Description of the task
The string "path" appears in some lines of the entries that follow; copy each such line.

Given data
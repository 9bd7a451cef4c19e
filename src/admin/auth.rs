use axum::{
    body::Body,
    extract::State,
    http::{header::AUTHORIZATION, Request, StatusCode},
    middleware::Next,
    response::Response,
};
use std::sync::Arc;

/// Expected Bearer token.
#[derive(Clone)]
pub struct AdminKey(pub Arc<str>);

pub async fn admin_auth_middleware(
    State(key): State<AdminKey>,
    request: Request<Body>,
    next: Next,
) -> Result<Response, StatusCode> {
    let token = request
        .headers()
        .get(AUTHORIZATION)
        .and_then(|h| h.to_str().ok())
        .and_then(|v| v.strip_prefix("Bearer "));

    match token {
        Some(token) if token == &*key.0 => Ok(next.run(request).await),
        _ => {
            tracing::warn!(path = %request.uri().path(), "Admin request rejected");
            Err(StatusCode::UNAUTHORIZED)
        }
    }
}
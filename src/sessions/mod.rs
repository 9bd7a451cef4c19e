//! Conversation ordering.

pub mod serializer;

pub use serializer::{SessionSerializer, SessionStats};
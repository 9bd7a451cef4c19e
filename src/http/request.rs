//! Request identification.
//!
//! # Responsibilities
//! - Generate a UUID request ID when the caller sent none (`MakeRequestUuid`)
//! - Read the ID back in handlers for log correlation
//!
//! # Design Decisions
//! - Request ID added as early as possible for tracing
//! - An incoming `x-request-id` is kept, never overwritten

use axum::http::HeaderMap;

pub use tower_http::request_id::MakeRequestUuid;

pub const X_REQUEST_ID: &str = "x-request-id";

/// Request ID of an inbound request, or "unknown".
pub fn request_id(headers: &HeaderMap) -> String {
    headers
        .get(X_REQUEST_ID)
        .and_then(|v| v.to_str().ok())
        .unwrap_or("unknown")
        .to_string()
}
impl Gateway {
    /// Wire the gateway with a [`RemoteEngine`] at `engine.url`.
    pub fn new(config: GatewayConfig) -> Result<Self, StartupError> {
        let client = SharedClient::new(&config.client, &config.services)?;
        let engine_url = Url::parse(&config.engine.url)?;
        let engine = Arc::new(RemoteEngine::new(client.clone(), engine_url));
        Ok(Self::assemble(config, client, engine))
    }

    /// Wire the gateway around a caller-supplied engine.
    pub fn with_engine(
        config: GatewayConfig,
        engine: Arc<dyn ReasoningEngine>,
    ) -> Result<Self, StartupError> {
        let client = SharedClient::new(&config.client, &config.services)?;
        Ok(Self::assemble(config, client, engine))
    }

    fn assemble(config: GatewayConfig, client: SharedClient, engine: Arc<dyn ReasoningEngine>) -> Self {
        let caches = CacheRegistry::new(config.tools.max_entries);
        for resource in &config.resources {
            caches.register(&resource.name, resource.max_entries);
        }

        tracing::info!(
            services = config.services.len(),
            resources = config.resources.len(),
            breaker_threshold = config.breaker.failure_threshold,
            breaker_reset_secs = config.breaker.reset_ttl_secs,
            retry_attempts = config.retries.max_attempts,
            "Gateway core initialized"
        );

        let inner = GatewayInner {
            breakers: BreakerRegistry::new(config.breaker.clone()),
            invoker: RetryingInvoker::from_config(&config.retries),
            agents: AgentHandleCache::new(config.agents.ttl(), config.agents.max_size),
            sessions: SessionSerializer::new(config.sessions.high_water_mark),
            caches,
            client,
            engine,
            config,
            started_at: Instant::now(),
        };
        Self {
            inner: Arc::new(inner),
        }
    }

    pub fn config(&self) -> &GatewayConfig {
        &self.inner.config
    }

    pub fn client(&self) -> &SharedClient {
        &self.inner.client
    }

    pub fn breakers(&self) -> &BreakerRegistry {
        &self.inner.breakers
    }

    pub fn caches(&self) -> &CacheRegistry<Value> {
        &self.inner.caches
    }

    pub fn agents(&self) -> &AgentHandleCache<TenantContext> {
        &self.inner.agents
    }

    pub fn sessions(&self) -> &SessionSerializer {
        &self.inner.sessions
    }

    pub fn uptime(&self) -> Duration {
        self.inner.started_at.elapsed()
    }

    /// Swap the downstream endpoint table.
    pub fn update_services(&self, services: &[ServiceConfig]) {
        self.inner.client.update_services(services);
    }

    /// Breaker-guarded, retrying call under `service`'s breaker.
    pub async fn resilient_call<T, F, Fut>(
        &self,
        service: &str,
        operation_key: &str,
        partition: &PartitionKey,
        factory: F,
    ) -> GatewayResult<T>
    where
        F: FnMut() -> Fut,
        Fut: Future<Output = GatewayResult<T>>,
    {
        ResilientCall::new(self.inner.breakers.get(service), self.inner.invoker.clone())
            .call(operation_key, partition, factory)
            .await
    }

    /// Read-through fetch in the `resource_type` namespace.
    pub async fn cached_fetch<F, Fut>(
        &self,
        resource_type: &str,
        key: &str,
        ttl: Duration,
        fetch: F,
    ) -> GatewayResult<Value>
    where
        F: FnOnce() -> Fut,
        Fut: Future<Output = GatewayResult<Value>>,
    {
        self.inner.caches.cached_fetch(resource_type, key, ttl, fetch).await
    }

    /// Reject requests for services missing from the endpoint table.
    ///
    /// Runs before any breaker or cache is looked up, so unknown names never
    /// create registry entries.
    fn ensure_known_service(&self, service: &str) -> GatewayResult<()> {
        if self.inner.client.directory().get(service).is_none() {
            return Err(GatewayError::Validation(format!("unknown service '{}'", service)));
        }
        Ok(())
    }

    /// One idempotent downstream read: breaker, retry, then response interpretation.
    async fn read(&self, partition: &PartitionKey, request: &OperationRequest) -> GatewayResult<Value> {
        self.ensure_known_service(&request.service)?;
        let client = &self.inner.client;
        self.resilient_call(&request.service, &request.operation, partition, || async move {
            client.send(request).await?.into_result(&request.operation)
        })
        .await
    }

    /// Fetch one context resource for `tenant_id` through its cache.
    pub async fn fetch_resource(&self, tenant_id: &str, resource: &ResourceConfig) -> GatewayResult<Value> {
        self.ensure_known_service(&resource.service)?;
        let partition = PartitionKey::from(tenant_id);
        let request = OperationRequest::new(&resource.service, &resource.operation)
            .field(resource.tenant_field.as_str(), tenant_id);

        let (partition, request) = (&partition, &request);
        self.cached_fetch(&resource.name, tenant_id, resource.ttl(), || async move {
            let body = self.read(partition, request).await?;
            Ok(agents::context::extract_section(resource, body))
        })
        .await
    }

    /// Cached agent for `tenant_id`, built from its context on first use.
    ///
    /// An agent built with fallback sections only lives `agents.degraded_ttl`,
    /// so a recovered downstream is picked up without waiting a full TTL.
    pub async fn get_or_build_agent(&self, tenant_id: &str) -> GatewayResult<AgentHandle<TenantContext>> {
        let settings = &self.inner.config.agents;
        let lifetime = |context: &TenantContext| {
            if context.is_degraded() {
                settings.degraded_ttl()
            } else {
                settings.ttl()
            }
        };
        self.inner
            .agents
            .get_or_build_with(tenant_id, lifetime, || async move {
                let resources = &self.inner.config.resources;
                let context = agents::assemble(tenant_id, resources, |resource| {
                    self.fetch_resource(tenant_id, resource)
                })
                .await;
                Ok(context)
            })
            .await
    }

    /// Run `f` with the session's lock held.
    pub async fn with_session<F, Fut, T>(&self, session_id: &str, f: F) -> T
    where
        F: FnOnce() -> Fut,
        Fut: Future<Output = T>,
    {
        self.inner.sessions.with_session(session_id, f).await
    }

    /// Non-idempotent call: exactly one network attempt, no breaker, no cache.
    pub async fn submit_write(&self, request: &OperationRequest) -> GatewayResult<RemoteResponse> {
        let result = self.inner.client.send(request).await;
        let outcome = match &result {
            Ok(response) if response.is_success() => "ok",
            Ok(_) => "remote_error",
            Err(e) => e.kind(),
        };
        metrics::record_write_call(&request.operation, outcome);
        match &result {
            Ok(response) => tracing::info!(
                service = %request.service,
                operation = %request.operation,
                status = response.status,
                outcome,
                "Write submitted"
            ),
            Err(e) => tracing::warn!(
                service = %request.service,
                operation = %request.operation,
                error = %e,
                "Write failed"
            ),
        }
        result
    }

    /// Tool read on behalf of `tenant`, cached per service.
    pub async fn tool_read(&self, tenant: &PartitionKey, request: OperationRequest) -> GatewayResult<Value> {
        self.ensure_known_service(&request.service)?;
        let namespace = tool_namespace(&request.service);
        let key = read_cache_key(&request.operation, tenant, &request.fields);
        let ttl = Duration::from_secs(self.inner.config.tools.read_ttl_secs);
        let request = &request;
        self.cached_fetch(&namespace, &key, ttl, || async move { self.read(tenant, request).await })
            .await
    }

    /// Tool write on behalf of `tenant`.
    pub async fn tool_write(&self, tenant: &PartitionKey, request: OperationRequest) -> GatewayResult<Value> {
        tracing::debug!(tenant = %tenant, operation = %request.operation, "Tool write");
        self.submit_write(&request).await?.into_result(&request.operation)
    }

    /// Process one inbound message under the overall deadline.
    pub async fn handle_message(&self, request: ChatRequest) -> GatewayResult<ChatReply> {
        let start = Instant::now();
        let result = match request.validate() {
            Ok(()) => with_deadline(self.request_deadline(), self.process(&request)).await,
            Err(e) => Err(e),
        };

        let outcome = match &result {
            Ok(_) => "ok",
            Err(e) => e.kind(),
        };
        metrics::record_chat_request(outcome, start);
        if let Err(e) = &result {
            tracing::warn!(
                tenant = %request.tenant_id,
                session = %request.session_id,
                error = %e,
                "Message handling failed"
            );
        }
        result
    }

    async fn process(&self, request: &ChatRequest) -> GatewayResult<ChatReply> {
        let agent = self.get_or_build_agent(&request.tenant_id).await?;
        let context = agent.instance.as_ref();
        let toolbox = Toolbox::new(self.clone(), PartitionKey::from(request.tenant_id.as_str()));

        let reply = self
            .with_session(&request.session_id, || {
                self.inner
                    .engine
                    .handle(&request.message, &request.session_id, context, &toolbox)
            })
            .await?;

        tracing::debug!(
            tenant = %request.tenant_id,
            session = %request.session_id,
            reply_len = reply.len(),
            "Message handled"
        );
        Ok(ChatReply {
            reply,
            session_id: request.session_id.clone(),
            degraded: context.degraded.clone(),
        })
    }

    pub fn request_deadline(&self) -> Duration {
        Duration::from_secs(self.inner.config.timeouts.request_secs)
    }

    pub fn liveness(&self) -> Liveness {
        Liveness::collect(&self.inner.breakers, self.inner.started_at)
    }
}
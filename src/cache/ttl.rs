//! TTL caches with stampede protection.
//!
//! # Responsibilities
//! - Serve fresh entries without touching the network
//! - Collapse concurrent misses for one key into a single upstream fetch
//! - Bound entry count per resource type
//!
//! # Design Decisions
//! - One cache (and one lock namespace) per resource type
//! - Double-checked lookup after acquiring the key's slot
//! - Failed fetches leave the cache unpopulated; the error goes to the caller
//! - Eviction: expired entries first, then least recently accessed

use dashmap::DashMap;
use serde::Serialize;
use std::collections::BTreeMap;
use std::future::Future;
use std::sync::atomic::{AtomicU64, Ordering};
use std::sync::Arc;
use std::time::Duration;
use tokio::time::Instant;

use crate::cache::single_flight::SingleFlight;
use crate::client::types::GatewayResult;
use crate::observability::metrics;

struct CacheEntry<V> {
    value: V,
    expires_at: Instant,
    last_accessed: Instant,
}

/// Point-in-time counters for one cache.
#[derive(Debug, Clone, Serialize)]
pub struct CacheStats {
    pub resource: String,
    pub entries: usize,
    pub max_entries: usize,
    pub hits: u64,
    pub misses: u64,
    pub in_flight: usize,
}

/// Cache for one resource type.
pub struct TtlCache<V: Clone> {
    resource: String,
    max_entries: usize,
    entries: DashMap<String, CacheEntry<V>>,
    flights: SingleFlight<String>,
    hits: AtomicU64,
    misses: AtomicU64,
}

impl<V: Clone> TtlCache<V> {
    pub fn new(resource: impl Into<String>, max_entries: usize) -> Self {
        Self {
            resource: resource.into(),
            max_entries: max_entries.max(1),
            entries: DashMap::new(),
            flights: SingleFlight::new(),
            hits: AtomicU64::new(0),
            misses: AtomicU64::new(0),
        }
    }

    pub fn resource(&self) -> &str {
        &self.resource
    }

    /// Fresh value for `key`, if any. Expired entries are dropped on sight.
    pub fn get(&self, key: &str) -> Option<V> {
        let now = Instant::now();
        if let Some(mut entry) = self.entries.get_mut(key) {
            if now < entry.expires_at {
                entry.last_accessed = now;
                return Some(entry.value.clone());
            }
        }
        self.entries.remove_if(key, |_, entry| now >= entry.expires_at);
        None
    }

    /// Store `value` with `expires_at = now + ttl`.
    pub fn insert(&self, key: &str, value: V, ttl: Duration) {
        let now = Instant::now();
        self.entries.insert(
            key.to_string(),
            CacheEntry {
                value,
                expires_at: now + ttl,
                last_accessed: now,
            },
        );
        if self.entries.len() > self.max_entries {
            self.evict(now);
        }
        metrics::record_cache_size(&self.resource, self.entries.len());
    }

    /// Return the cached value or run `fetch` exactly once across concurrent
    /// callers for the same key.
    pub async fn get_or_fetch<F, Fut>(&self, key: &str, ttl: Duration, fetch: F) -> GatewayResult<V>
    where
        F: FnOnce() -> Fut,
        Fut: Future<Output = GatewayResult<V>>,
    {
        if let Some(value) = self.get(key) {
            self.hits.fetch_add(1, Ordering::Relaxed);
            metrics::record_cache_lookup(&self.resource, "hit");
            tracing::debug!(resource = %self.resource, key = %key, "Cache hit");
            return Ok(value);
        }

        let _flight = self.flights.acquire(key.to_string()).await;

        // A racing holder may have populated the entry while we waited.
        if let Some(value) = self.get(key) {
            self.hits.fetch_add(1, Ordering::Relaxed);
            metrics::record_cache_lookup(&self.resource, "coalesced");
            tracing::debug!(resource = %self.resource, key = %key, "Cache filled by concurrent fetch");
            return Ok(value);
        }

        self.misses.fetch_add(1, Ordering::Relaxed);
        metrics::record_cache_lookup(&self.resource, "miss");
        tracing::debug!(resource = %self.resource, key = %key, "Cache miss, fetching");

        match fetch().await {
            Ok(value) => {
                self.insert(key, value.clone(), ttl);
                Ok(value)
            }
            Err(e) => {
                tracing::info!(resource = %self.resource, key = %key, error = %e, "Fetch failed, cache left empty");
                Err(e)
            }
        }
    }

    pub fn invalidate(&self, key: &str) -> bool {
        let removed = self.entries.remove(key).is_some();
        metrics::record_cache_size(&self.resource, self.entries.len());
        removed
    }

    pub fn clear(&self) {
        self.entries.clear();
        metrics::record_cache_size(&self.resource, 0);
        tracing::debug!(resource = %self.resource, "Cache cleared");
    }

    pub fn len(&self) -> usize {
        self.entries.len()
    }

    pub fn is_empty(&self) -> bool {
        self.entries.is_empty()
    }

    pub fn stats(&self) -> CacheStats {
        CacheStats {
            resource: self.resource.clone(),
            entries: self.entries.len(),
            max_entries: self.max_entries,
            hits: self.hits.load(Ordering::Relaxed),
            misses: self.misses.load(Ordering::Relaxed),
            in_flight: self.flights.in_flight(),
        }
    }

    fn evict(&self, now: Instant) {
        self.entries.retain(|_, entry| now < entry.expires_at);

        let excess = self.entries.len().saturating_sub(self.max_entries);
        if excess == 0 {
            return;
        }
        let mut by_access: Vec<(String, Instant)> = self
            .entries
            .iter()
            .map(|entry| (entry.key().clone(), entry.value().last_accessed))
            .collect();
        by_access.sort_by_key(|(_, accessed)| *accessed);
        for (key, _) in by_access.into_iter().take(excess) {
            self.entries.remove(&key);
        }
        tracing::debug!(resource = %self.resource, evicted = excess, "Cache over capacity, evicted entries");
    }
}

/// One [`TtlCache`] per resource type, created lazily.
pub struct CacheRegistry<V: Clone> {
    default_max_entries: usize,
    caches: DashMap<String, Arc<TtlCache<V>>>,
}

impl<V: Clone> CacheRegistry<V> {
    pub fn new(default_max_entries: usize) -> Self {
        Self {
            default_max_entries,
            caches: DashMap::new(),
        }
    }

    /// Pre-create a resource type with its own capacity.
    pub fn register(&self, resource_type: &str, max_entries: usize) -> Arc<TtlCache<V>> {
        self.caches
            .entry(resource_type.to_string())
            .or_insert_with(|| Arc::new(TtlCache::new(resource_type, max_entries)))
            .clone()
    }

    /// Cache for `resource_type`, created with the default capacity if new.
    pub fn cache(&self, resource_type: &str) -> Arc<TtlCache<V>> {
        if let Some(cache) = self.caches.get(resource_type) {
            return cache.clone();
        }
        self.register(resource_type, self.default_max_entries)
    }

    /// Read-through fetch in the namespace of `resource_type`.
    pub async fn cached_fetch<F, Fut>(
        &self,
        resource_type: &str,
        key: &str,
        ttl: Duration,
        fetch: F,
    ) -> GatewayResult<V>
    where
        F: FnOnce() -> Fut,
        Fut: Future<Output = GatewayResult<V>>,
    {
        self.cache(resource_type).get_or_fetch(key, ttl, fetch).await
    }

    pub fn stats(&self) -> BTreeMap<String, CacheStats> {
        self.caches
            .iter()
            .map(|entry| (entry.key().clone(), entry.value().stats()))
            .collect()
    }

    pub fn clear_all(&self) {
        for entry in self.caches.iter() {
            entry.value().clear();
        }
    }
}
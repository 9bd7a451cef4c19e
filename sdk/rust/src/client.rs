use reqwest::{Client, StatusCode};
use serde::de::DeserializeOwned;
use serde::{Deserialize, Serialize};
use serde_json::{Map, Value};

#[derive(Debug, Clone, Serialize, Deserialize)]
pub struct ChatRequest {
    pub message: String,
    pub session_id: String,
    pub tenant_id: String,
}

#[derive(Debug, Clone, Serialize, Deserialize)]
pub struct ChatReply {
    pub reply: String,
    pub session_id: String,
    #[serde(default)]
    pub degraded: Vec<String>,
}

#[derive(Debug, Clone, Serialize, Deserialize)]
pub struct ToolCall {
    pub tenant_id: String,
    pub service: String,
    pub operation: String,
    #[serde(default)]
    pub fields: Map<String, Value>,
}

#[derive(Debug, Clone, Serialize, Deserialize)]
pub struct ErrorBody {
    pub error: String,
    pub message: String,
}

/// Liveness report; breaker details are kept as raw JSON.
#[derive(Debug, Clone, Serialize, Deserialize)]
pub struct Health {
    pub status: String,
    pub open_partitions: usize,
    #[serde(default)]
    pub breakers: Value,
}

impl Health {
    pub fn is_ok(&self) -> bool {
        self.status == "ok"
    }
}

#[derive(Debug)]
pub enum SdkError {
    /// The request never produced a response.
    Http(reqwest::Error),
    /// The gateway answered with an error status.
    Api { status: StatusCode, body: ErrorBody },
    /// The response body did not match the expected shape.
    Decode(String),
}

impl std::fmt::Display for SdkError {
    fn fmt(&self, f: &mut std::fmt::Formatter<'_>) -> std::fmt::Result {
        match self {
            SdkError::Http(e) => write!(f, "HTTP error: {}", e),
            SdkError::Api { status, body } => {
                write!(f, "gateway returned {} ({}): {}", status, body.error, body.message)
            }
            SdkError::Decode(e) => write!(f, "decode error: {}", e),
        }
    }
}

impl std::error::Error for SdkError {}

impl From<reqwest::Error> for SdkError {
    fn from(e: reqwest::Error) -> Self {
        SdkError::Http(e)
    }
}

impl SdkError {
    /// Error kind reported by the gateway ("validation", "breaker_open", ...).
    pub fn kind(&self) -> Option<&str> {
        match self {
            SdkError::Api { body, .. } => Some(&body.error),
            _ => None,
        }
    }

    pub fn status(&self) -> Option<StatusCode> {
        match self {
            SdkError::Api { status, .. } => Some(*status),
            _ => None,
        }
    }
}

pub struct GatewayClient {
    client: Client,
    base_url: String,
}

impl GatewayClient {
    pub fn new(base_url: &str) -> Self {
        Self {
            client: Client::new(),
            base_url: base_url.trim_end_matches('/').to_string(),
        }
    }

    /// Send one message of a conversation.
    pub async fn chat(&self, tenant_id: &str, session_id: &str, message: &str) -> Result<ChatReply, SdkError> {
        let req = ChatRequest {
            message: message.to_string(),
            session_id: session_id.to_string(),
            tenant_id: tenant_id.to_string(),
        };
        self.post("/v1/chat", &req).await
    }

    /// Idempotent tool read; returns the `result` payload.
    pub async fn tool_read(&self, call: &ToolCall) -> Result<Value, SdkError> {
        let body: Value = self.post("/v1/tools/read", call).await?;
        Ok(body.get("result").cloned().unwrap_or(Value::Null))
    }

    /// Non-idempotent tool write; returns the `result` payload.
    pub async fn tool_write(&self, call: &ToolCall) -> Result<Value, SdkError> {
        let body: Value = self.post("/v1/tools/write", call).await?;
        Ok(body.get("result").cloned().unwrap_or(Value::Null))
    }

    pub async fn health(&self) -> Result<Health, SdkError> {
        let resp = self
            .client
            .get(format!("{}/health", self.base_url))
            .send()
            .await?;
        Self::decode(resp).await
    }

    async fn post<B: Serialize, T: DeserializeOwned>(&self, path: &str, body: &B) -> Result<T, SdkError> {
        let resp = self
            .client
            .post(format!("{}{}", self.base_url, path))
            .json(body)
            .send()
            .await?;
        Self::decode(resp).await
    }

    async fn decode<T: DeserializeOwned>(resp: reqwest::Response) -> Result<T, SdkError> {
        let status = resp.status();
        let text = resp.text().await?;

        if !status.is_success() {
            let body = serde_json::from_str::<ErrorBody>(&text).unwrap_or(ErrorBody {
                error: "unknown".to_string(),
                message: text,
            });
            return Err(SdkError::Api { status, body });
        }

        serde_json::from_str(&text).map_err(|e| SdkError::Decode(e.to_string()))
    }
}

Task answer
            tracing::warn!(path = %request.uri().path(), "Admin request rejected");
    async fn post<B: Serialize, T: DeserializeOwned>(&self, path: &str, body: &B) -> Result<T, SdkError> {
            .post(format!("{}{}", self.base_url, path))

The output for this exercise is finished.